22 July,2023 03:53 PM IST | Phnom Penh | Agencies
Thousands gathered to kick-off the final day of campaigning. Pic/AP
Hun Sen has been Cambodia's autocratic prime minister for nearly four decades, during which the opposition has been stifled and the country has grown increasingly close to China.
With his Cambodian People's Party (CCP) virtually guaranteed another landslide victory in this Sunday's election, it's hard to imagine dramatic change on the horizon. But the 70-year-old former communist Khmer Rouge fighter and Asia's longest-serving leader said he is ready to hand the premiership to his oldest son, Hun Manet, a graduate of the US Military Academy at West Point who heads the country's army.

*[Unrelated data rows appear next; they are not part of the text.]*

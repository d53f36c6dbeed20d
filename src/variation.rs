//! Variation loading and language-scoped resolution.
//!
//! A variation file is any well-formed JSON document holding localized or
//! page-specific data. Files live under
//! `<server_path>/<variationsRelativePath>/`, with an optional language
//! subdirectory per locale:
//!
//! ```text
//! variations/common.json          root scope (fallback)
//! variations/fr/common.json       language scope (overrides)
//! ```
//!
//! [`Variations::common`] and [`Variations::specific`] load the
//! language-scoped file, then the root-scoped fallback, and fold the two
//! with [`deep_merge`](crate::merge::deep_merge): every key present in
//! either scope survives, and on conflict the language scope wins at
//! every depth. The result is attached to a caller-owned [`Locals`] bag
//! under `"common"` / `"specific"` and handed on to view rendering.
//!
//! Loading is deliberately synchronous and uncached — each resolution
//! reads fresh from disk, so edits to variation files show up on the next
//! request. Load failures degrade instead of failing: they are reported
//! through the [`DiagnosticSink`] and the affected field resolves to an
//! empty object.

use std::path::{Path, PathBuf};

use serde_json::{Map, Value};

use crate::config::Webconfig;
use crate::diag::{DiagnosticSink, LogSink};
use crate::error::VariataError;
use crate::merge::deep_merge;

/// The data bag handed to view rendering. Resolvers attach documents to
/// it under named fields and pass ownership back to the caller.
pub type Locals = Map<String, Value>;

/// Field under which [`Variations::common`] stores its document.
pub const COMMON_FIELD: &str = "common";
/// Field under which [`Variations::specific`] stores its document.
pub const SPECIFIC_FIELD: &str = "specific";

/// What loading a single variation file produced.
///
/// Distinguishes "no file there" from "file there but broken" so callers
/// can decide per case; the resolvers treat both as an empty document.
#[derive(Debug, Clone, PartialEq)]
pub enum LoadOutcome {
    /// The decoded document.
    Document(Value),
    /// No file at the computed path.
    Absent,
    /// A file was read but is not valid JSON.
    Malformed,
}

impl LoadOutcome {
    /// The decoded document, if loading produced one.
    pub fn into_document(self) -> Option<Value> {
        match self {
            LoadOutcome::Document(doc) => Some(doc),
            LoadOutcome::Absent | LoadOutcome::Malformed => None,
        }
    }

    /// The decoded document, or an empty object when there is none.
    pub fn or_empty(self) -> Value {
        self.into_document()
            .unwrap_or_else(|| Value::Object(Map::new()))
    }
}

/// Loader and resolver for variation files.
///
/// Carries the server path and [`Webconfig`] explicitly — there is no
/// process-wide state, so independent instances (tests, embedded servers)
/// cannot interfere with each other.
pub struct Variations {
    server_path: PathBuf,
    config: Webconfig,
    sink: Box<dyn DiagnosticSink>,
}
//! Non-fatal diagnostic reporting.
//!
//! Load problems in the variation layer are degradations, not failures:
//! a missing or malformed file means a page renders with less data, and
//! the caller still gets a usable bag back. Those problems are reported
//! through a [`DiagnosticSink`] instead of an error return. The default
//! sink forwards to the [`log`] facade; tests install a recording sink to
//! assert on exactly what was reported.

/// Receives formatted, human-readable diagnostics from loaders.
pub trait DiagnosticSink {
    fn report(&self, message: &str);
}

/// Default sink: emits each diagnostic as a `log::warn!` record under the
/// `variata` target.
#[derive(Debug, Default)]
pub struct LogSink;

impl DiagnosticSink for LogSink {
    fn report(&self, message: &str) {
        log::warn!(target: "variata", "{message}");
    }
}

Tens of thousands of supporters packed a central square in the capital before daybreak on Friday to hear the 45-year-old's 7 am kick-off to the CPP's final day of campaigning before the vote. "Voting for the Cambodian People's Party is voting for yourselves," he told the cheering crowd, promising to return Cambodia's national pride to a "greater level than the glorious Angkor era" of the Khmer Empire, centuries ago. With the only credible challenge to the CPP barred from participating in the elections on a technicality, Cambodians are being offered very little choice but to vote for the ruling party again.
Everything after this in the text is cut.